On Sun, Dec 08, 2013 at 06:58:07PM -0600, Stan Hoeppner wrote:
> On 12/8/2013 9:03 AM, Emmanuel Florac wrote:
> > Le Sat, 07 Dec 2013 23:22:07 -0600 vous écriviez:
> >>> Thanks for the great advice, I think you are on to something
> >>> there. I will
> >> You're welcome. Full disclosure: I should have mentioned that I
> >> haven't used CacheCade yet myself. My statements WRT performance are
> >> based on available literature and understanding of the technology.
> > I didn't test thoroughly cachecade though I have a license code
> > somewhere, however I've used the equivalent Adaptec feature and one SSD
> > roughly double the IOPS of a RAID-6 array of 15k RPM SAS drives from
> > about 4200 IOPS to 7500 IOPS.
> Emmanuel do you recall which SSD you used here? 7500 IOPS is very low
> by today's standards. What I'm wondering is if you had an older low
> IOPS SSD, or, a modern high IOPS rated SSD that performed way below its
> specs in this application.
It's most likely limited by the RAID firmware implementation, not
> The Samsung 840 Pro I recommended is rated at 90K 4K write IOPS and
> actually hits that mark in IOmeter testing at a queue depth of 7 and
Most RAID controllers can't saturate the IOPS capability of a single
modern SSD - the LSI 2208 in my largest test box can't sustain much
more than 30k write IOPS with the 1GB FBWC set to writeback mode,
even though the writes are spread across 4 SSDs that can do about
200k IOPS between them.
> Its processor is a 3 core ARM Cortex R4 so it should excel in this RAID
> cache application, which will likely have gobs of concurrency, and thus
> a high queue depth.
That is probably 2x more powerful as the RAID controller's CPU...

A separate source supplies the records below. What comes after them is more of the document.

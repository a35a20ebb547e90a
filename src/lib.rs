//! Personal finance tracker.
//!
//! Records income, expense and investment transactions in a hosted
//! PostgREST-style backend, keeps a local cache of them, and derives
//! monthly statistics, per-category spending, budget progress and a
//! next-month forecast.
//!
//! The crate is layered:
//!
//! - [`analytics`]: pure functions over transaction slices. Every calendar
//!   window is computed from an explicit reference date.
//! - `client`: async and blocking HTTP clients for the backend.
//! - [`storage`]: the local cache (in-memory or JSON files).
//! - `tracker`: the client and a cache combined, with analytics served
//!   from the cache.
//!
//! ```
//! use finance_tracker::analytics::forecast_from_aggregates;
//!
//! let empty = forecast_from_aggregates(&[]);
//! assert_eq!(empty.predicted_net, 0);
//! ```

pub mod analytics;
#[cfg(any(feature = "async", feature = "blocking"))]
pub mod client;
pub mod error;
pub mod models;
pub mod storage;
#[cfg(any(feature = "async", feature = "blocking"))]
pub mod tracker;
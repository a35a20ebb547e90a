//! Monthly and per-category aggregation.

use core::cmp::Ordering;
use std::collections::HashMap;

use serde::Serialize;

use super::{MonthPeriod, percentage_of};
use crate::models::{NaiveDate, Transaction, TransactionType};

/// Per-type sums over a set of transactions.
#[derive(Debug, Clone, Copy, Default, PartialEq, Serialize)]
pub struct TransactionTotals {
    /// Sum of income amounts.
    pub income: f64,
    /// Sum of expense amounts.
    pub expenses: f64,
    /// Sum of investment amounts.
    pub investments: f64,
}

impl TransactionTotals {
    /// Adds one transaction to the matching bucket.
    #[inline]
    pub fn add(&mut self, tx: &Transaction) {
        match tx.kind {
            TransactionType::Income => self.income += tx.amount,
            TransactionType::Expense => self.expenses += tx.amount,
            TransactionType::Investment => self.investments += tx.amount,
        }
    }

    /// Income left after expenses and investments.
    #[inline]
    #[must_use]
    pub fn net(&self) -> f64 {
        self.income - self.expenses - self.investments
    }
}

impl<'tx> FromIterator<&'tx Transaction> for TransactionTotals {
    #[inline]
    fn from_iter<I: IntoIterator<Item = &'tx Transaction>>(iter: I) -> Self {
        let mut totals = Self::default();
        for tx in iter {
            totals.add(tx);
        }
        totals
    }
}

/// Income, expense and investment sums for one calendar month.
#[derive(Debug, Clone, Copy, PartialEq, Serialize)]
pub struct MonthlyAggregate {
    /// The month summarized.
    pub month: MonthPeriod,
    /// Sum of income amounts.
    pub income: f64,
    /// Sum of expense amounts.
    pub expenses: f64,
    /// Sum of investment amounts.
    pub investments: f64,
    /// `income - expenses - investments`.
    pub net: f64,
}

impl MonthlyAggregate {
    /// Builds the aggregate for `month` from precomputed totals.
    #[inline]
    #[must_use]
    pub fn new(month: MonthPeriod, totals: TransactionTotals) -> Self {
        Self {
            month,
            income: totals.income,
            expenses: totals.expenses,
            investments: totals.investments,
            net: totals.net(),
        }
    }
}

/// Expense total for one category in the reference month.
#[derive(Debug, Clone, PartialEq, Serialize)]
pub struct CategorySpending {
    /// Category label.
    pub category: String,
    /// Sum of expense amounts in the category.
    pub amount: f64,
    /// Share of the month's total expenses, in percent.
    pub percentage: f64,
}

/// Returns the transactions dated within `month`, in input order.
#[inline]
pub fn transactions_in_month(
    transactions: &[Transaction],
    month: MonthPeriod,
) -> impl Iterator<Item = &Transaction> {
    transactions.iter().filter(move |tx| month.contains(tx.date))
}

/// Sums transactions into `month_count` consecutive calendar months ending
/// with the month of `reference`.
///
/// The result is ordered oldest first and has `month_count` entries;
/// months without transactions are all zeros. A window that would reach
/// before the earliest representable month is cut off there.
#[inline]
#[must_use]
pub fn monthly_aggregates(
    transactions: &[Transaction],
    month_count: u32,
    reference: NaiveDate,
) -> Vec<MonthlyAggregate> {
    MonthPeriod::trailing(reference, month_count)
        .into_iter()
        .map(|month| MonthlyAggregate::new(month, transactions_in_month(transactions, month).collect()))
        .collect()
}

/// Groups the reference month's expenses by category.
///
/// Rows are sorted by amount, largest first. The sort is stable, so
/// categories with equal amounts keep the order in which they first appear
/// in `transactions`. When the month's expenses sum to zero every
/// percentage is zero.
#[inline]
#[must_use]
pub fn category_spending(transactions: &[Transaction], reference: NaiveDate) -> Vec<CategorySpending> {
    let month = MonthPeriod::containing(reference);
    let mut order: Vec<(&str, f64)> = Vec::new();
    let mut slots: HashMap<&str, usize> = HashMap::new();

    for tx in transactions_in_month(transactions, month)
        .filter(|tx| tx.kind == TransactionType::Expense)
    {
        let category = tx.category.as_str();
        if let Some(&slot) = slots.get(category) {
            if let Some(entry) = order.get_mut(slot) {
                entry.1 += tx.amount;
            }
        } else {
            let _previous = slots.insert(category, order.len());
            order.push((category, tx.amount));
        }
    }

    let total: f64 = order.iter().map(|&(_, amount)| amount).sum();
    let mut rows: Vec<CategorySpending> = order
        .into_iter()
        .map(|(category, amount)| CategorySpending {
            category: category.to_owned(),
            amount,
            percentage: percentage_of(amount, total),
        })
        .collect();
    rows.sort_by(|left, right| {
        right
            .amount
            .partial_cmp(&left.amount)
            .unwrap_or(Ordering::Equal)
    });
    rows
}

> Found a review of CacheCade 2.0. Their testing shows near actual SSD
> throughput. The Micron P300 has 44K/16K read/write IOPS and their
> testing hits 30K. So you should be able to hit close to ~90K read/write
> IOPS with the Samsung 840s.
Like all benchmarks, take them with a grain of salt. There's nothing
there about the machine that it was actually tested on, and the data
sets used for most of the tests were a small fraction of the size of
the SSD (i.e. all the storagemark tests used a dataset smaller than
10GB, and the rest were sequential IO).
IOW, it was testing SSD resident performance only, not the
performance you'd see when the cache is full and having to page
random data in and out of the SSD cache to/from spinning disks.